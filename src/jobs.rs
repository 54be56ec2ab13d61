use std::collections::HashMap;
use std::time::Duration;

use chrono::{DateTime, Duration as ChronoDuration, Utc};
use diesel::pg::PgConnection;
use diesel::prelude::*;
use serde::{Deserialize, Serialize};
use serde_json::Value;
use thiserror::Error;
use uuid::Uuid;

use crate::models::{Job, NewJob};
use crate::schema::jobs;

pub const STATUS_QUEUED: &str = "queued";
pub const STATUS_PROCESSING: &str = "processing";
pub const STATUS_SUCCEEDED: &str = "succeeded";
pub const STATUS_FAILED: &str = "failed";

pub const JOB_INGEST_FILE: &str = "ingest-file";
pub const JOB_DRY_RUN_FILE: &str = "dry-run-file";
pub const JOB_PRE_VERIFY_ORG: &str = "pre-verify-org";
pub const JOB_PURGE_DUPLICATE_HASHES: &str = "purge-duplicate-hashes";
pub const JOB_PURGE_EXPIRED_RECORDS: &str = "purge-expired-records";

#[derive(Debug, Clone, Serialize, Deserialize)]
pub struct IngestFilePayload {
    pub file_id: i64,
}

#[derive(Debug, Clone, Serialize, Deserialize)]
pub struct DryRunFilePayload {
    pub name: String,
    /// organization id -> population id to use instead of the effective one
    #[serde(default)]
    pub override_sub_population: HashMap<i64, i64>,
}

#[derive(Debug, Clone, Serialize, Deserialize)]
pub struct PreVerifyOrgPayload {
    pub organization_id: i64,
    #[serde(default)]
    pub file_id: Option<i64>,
}

/// Shared by both purge jobs; no organization means every eligible one.
#[derive(Debug, Clone, Default, Serialize, Deserialize)]
pub struct PurgePayload {
    #[serde(default)]
    pub organization_id: Option<i64>,
}

#[derive(Debug, Error)]
pub enum JobQueueError {
    #[error("database error: {0}")]
    Database(#[from] diesel::result::Error),
    #[error("invalid job payload: {0}")]
    Payload(#[from] serde_json::Error),
}

pub type JobQueueResult<T> = Result<T, JobQueueError>;

pub fn enqueue_job(
    conn: &mut PgConnection,
    job_type: &str,
    payload: Value,
    run_after: Option<DateTime<Utc>>,
) -> JobQueueResult<Job> {
    let new_job = NewJob {
        id: Uuid::new_v4(),
        job_type: job_type.to_string(),
        payload,
        status: STATUS_QUEUED.to_string(),
        run_after: run_after.unwrap_or_else(Utc::now),
    };

    let job = diesel::insert_into(jobs::table)
        .values(&new_job)
        .get_result(conn)?;
    Ok(job)
}

/// Serializes `payload` and enqueues it to run immediately.
pub fn enqueue<P: Serialize>(
    conn: &mut PgConnection,
    job_type: &str,
    payload: &P,
) -> JobQueueResult<Job> {
    let payload = serde_json::to_value(payload)?;
    enqueue_job(conn, job_type, payload, None)
}

pub fn reserve_job(conn: &mut PgConnection, job_types: &[&str]) -> JobQueueResult<Option<Job>> {
    let now = Utc::now();

    conn.transaction(|conn| {
        let job_opt = jobs::table
            .filter(jobs::status.eq(STATUS_QUEUED))
            .filter(jobs::run_after.le(now))
            .filter(jobs::job_type.eq_any(job_types))
            .order(jobs::run_after.asc())
            .for_update()
            .skip_locked()
            .first::<Job>(conn)
            .optional()?;

        match job_opt {
            Some(job) => {
                let reserved = diesel::update(jobs::table.find(job.id))
                    .set((
                        jobs::status.eq(STATUS_PROCESSING),
                        jobs::attempts.eq(job.attempts + 1),
                        jobs::updated_at.eq(now),
                    ))
                    .get_result::<Job>(conn)?;
                Ok::<Option<Job>, diesel::result::Error>(Some(reserved))
            }
            None => Ok(None),
        }
    })
    .map_err(JobQueueError::from)
}

pub fn mark_job_succeeded(conn: &mut PgConnection, job_id: Uuid) -> JobQueueResult<()> {
    diesel::update(jobs::table.find(job_id))
        .set((
            jobs::status.eq(STATUS_SUCCEEDED),
            jobs::last_error.eq::<Option<String>>(None),
            jobs::updated_at.eq(Utc::now()),
        ))
        .execute(conn)?;
    Ok(())
}

pub fn retry_job_after(
    conn: &mut PgConnection,
    job_id: Uuid,
    delay: Duration,
    error_message: &str,
) -> JobQueueResult<()> {
    let next_run = Utc::now()
        + ChronoDuration::from_std(delay).unwrap_or_else(|_| ChronoDuration::seconds(30));

    diesel::update(jobs::table.find(job_id))
        .set((
            jobs::status.eq(STATUS_QUEUED),
            jobs::run_after.eq(next_run),
            jobs::last_error.eq(Some(error_message.to_string())),
            jobs::updated_at.eq(Utc::now()),
        ))
        .execute(conn)?;
    Ok(())
}

pub fn mark_job_failed(
    conn: &mut PgConnection,
    job_id: Uuid,
    error_message: &str,
) -> JobQueueResult<()> {
    diesel::update(jobs::table.find(job_id))
        .set((
            jobs::status.eq(STATUS_FAILED),
            jobs::last_error.eq(Some(error_message.to_string())),
            jobs::updated_at.eq(Utc::now()),
        ))
        .execute(conn)?;
    Ok(())
}

#[cfg(test)]
mod tests {
    use serde_json::json;

    use super::*;

    #[test]
    fn dry_run_payload_defaults_overrides() {
        let payload: DryRunFilePayload =
            serde_json::from_value(json!({"name": "dryrun/1_census.csv"})).unwrap();
        assert!(payload.override_sub_population.is_empty());

        let payload: DryRunFilePayload = serde_json::from_value(
            json!({"name": "dryrun/1_census.csv", "override_sub_population": {"1": 7}}),
        )
        .unwrap();
        assert_eq!(payload.override_sub_population.get(&1), Some(&7));
    }

    #[test]
    fn purge_payload_accepts_empty_object() {
        let payload: PurgePayload = serde_json::from_value(json!({})).unwrap();
        assert!(payload.organization_id.is_none());
    }
}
________________________
**EXERCISE OBJECTIVE**
Since the material above must be kept intact, output it exactly as it is.

**ANSWER TO THE EXERCISE**
filename src/jobs.rs
repository 54be56ec2ab13d61
use std::collections::HashMap;
use std::time::Duration;

use chrono::{DateTime, Duration as ChronoDuration, Utc};
use diesel::pg::PgConnection;
use diesel::prelude::*;
use serde::{Deserialize, Serialize};
use serde_json::Value;
use thiserror::Error;
use uuid::Uuid;

use crate::models::{Job, NewJob};
use crate::schema::jobs;

pub const STATUS_QUEUED: &str = "queued";
pub const STATUS_PROCESSING: &str = "processing";
pub const STATUS_SUCCEEDED: &str = "succeeded";
pub const STATUS_FAILED: &str = "failed";

pub const JOB_INGEST_FILE: &str = "ingest-file";
pub const JOB_DRY_RUN_FILE: &str = "dry-run-file";
pub const JOB_PRE_VERIFY_ORG: &str = "pre-verify-org";
pub const JOB_PURGE_DUPLICATE_HASHES: &str = "purge-duplicate-hashes";
pub const JOB_PURGE_EXPIRED_RECORDS: &str = "purge-expired-records";

#[derive(Debug, Clone, Serialize, Deserialize)]
pub struct IngestFilePayload {
    pub file_id: i64,
}

#[derive(Debug, Clone, Serialize, Deserialize)]
pub struct DryRunFilePayload {
    pub name: String,
    /// organization id -> population id to use instead of the effective one
    #[serde(default)]
    pub override_sub_population: HashMap<i64, i64>,
}

#[derive(Debug, Clone, Serialize, Deserialize)]
pub struct PreVerifyOrgPayload {
    pub organization_id: i64,
    #[serde(default)]
    pub file_id: Option<i64>,
}

/// Shared by both purge jobs; no organization means every eligible one.
#[derive(Debug, Clone, Default, Serialize, Deserialize)]
pub struct PurgePayload {
    #[serde(default)]
    pub organization_id: Option<i64>,
}

#[derive(Debug, Error)]
pub enum JobQueueError {
    #[error("database error: {0}")]
    Database(#[from] diesel::result::Error),
    #[error("invalid job payload: {0}")]
    Payload(#[from] serde_json::Error),
}

pub type JobQueueResult<T> = Result<T, JobQueueError>;

pub fn enqueue_job(
    conn: &mut PgConnection,
    job_type: &str,
    payload: Value,
    run_after: Option<DateTime<Utc>>,
) -> JobQueueResult<Job> {
    let new_job = NewJob {
        id: Uuid::new_v4(),
        job_type: job_type.to_string(),
        payload,
        status: STATUS_QUEUED.to_string(),
        run_after: run_after.unwrap_or_else(Utc::now),
    };

    let job = diesel::insert_into(jobs::table)
        .values(&new_job)
        .get_result(conn)?;
    Ok(job)
}

/// Serializes `payload` and enqueues it to run immediately.
pub fn enqueue<P: Serialize>(
    conn: &mut PgConnection,
    job_type: &str,
    payload: &P,
) -> JobQueueResult<Job> {
    let payload = serde_json::to_value(payload)?;
    enqueue_job(conn, job_type, payload, None)
}

pub fn reserve_job(conn: &mut PgConnection, job_types: &[&str]) -> JobQueueResult<Option<Job>> {
    let now = Utc::now();

    conn.transaction(|conn| {
        let job_opt = jobs::table
            .filter(jobs::status.eq(STATUS_QUEUED))
            .filter(jobs::run_after.le(now))
            .filter(jobs::job_type.eq_any(job_types))
            .order(jobs::run_after.asc())
            .for_update()
            .skip_locked()
            .first::<Job>(conn)
            .optional()?;

        match job_opt {
            Some(job) => {
                let reserved = diesel::update(jobs::table.find(job.id))
                    .set((
                        jobs::status.eq(STATUS_PROCESSING),
                        jobs::attempts.eq(job.attempts + 1),
                        jobs::updated_at.eq(now),
                    ))
                    .get_result::<Job>(conn)?;
                Ok::<Option<Job>, diesel::result::Error>(Some(reserved))
            }
            None => Ok(None),
        }
    })
    .map_err(JobQueueError::from)
}

pub fn mark_job_succeeded(conn: &mut PgConnection, job_id: Uuid) -> JobQueueResult<()> {
    diesel::update(jobs::table.find(job_id))
        .set((
            jobs::status.eq(STATUS_SUCCEEDED),
            jobs::last_error.eq::<Option<String>>(None),
            jobs::updated_at.eq(Utc::now()),
        ))
        .execute(conn)?;
    Ok(())
}

pub fn retry_job_after(
    conn: &mut PgConnection,
    job_id: Uuid,
    delay: Duration,
    error_message: &str,
) -> JobQueueResult<()> {
    let next_run = Utc::now()
        + ChronoDuration::from_std(delay).unwrap_or_else(|_| ChronoDuration::seconds(30));

    diesel::update(jobs::table.find(job_id))
        .set((
            jobs::status.eq(STATUS_QUEUED),
            jobs::run_after.eq(next_run),
            jobs::last_error.eq(Some(error_message.to_string())),
            jobs::updated_at.eq(Utc::now()),
        ))
        .execute(conn)?;
    Ok(())
}

pub fn mark_job_failed(
    conn: &mut PgConnection,
    job_id: Uuid,
    error_message: &str,
) -> JobQueueResult<()> {
    diesel::update(jobs::table.find(job_id))
        .set((
            jobs::status.eq(STATUS_FAILED),
            jobs::last_error.eq(Some(error_message.to_string())),
            jobs::updated_at.eq(Utc::now()),
        ))
        .execute(conn)?;
    Ok(())
}

#[cfg(test)]
mod tests {
    use serde_json::json;

    use super::*;

    #[test]
    fn dry_run_payload_defaults_overrides() {
        let payload: DryRunFilePayload =
            serde_json::from_value(json!({"name": "dryrun/1_census.csv"})).unwrap();
        assert!(payload.override_sub_population.is_empty());

        let payload: DryRunFilePayload = serde_json::from_value(
            json!({"name": "dryrun/1_census.csv", "override_sub_population": {"1": 7}}),
        )
        .unwrap();
        assert_eq!(payload.override_sub_population.get(&1), Some(&7));
    }

    #[test]
    fn purge_payload_accepts_empty_object() {
        let payload: PurgePayload = serde_json::from_value(json!({})).unwrap();
        assert!(payload.organization_id.is_none());
    }
}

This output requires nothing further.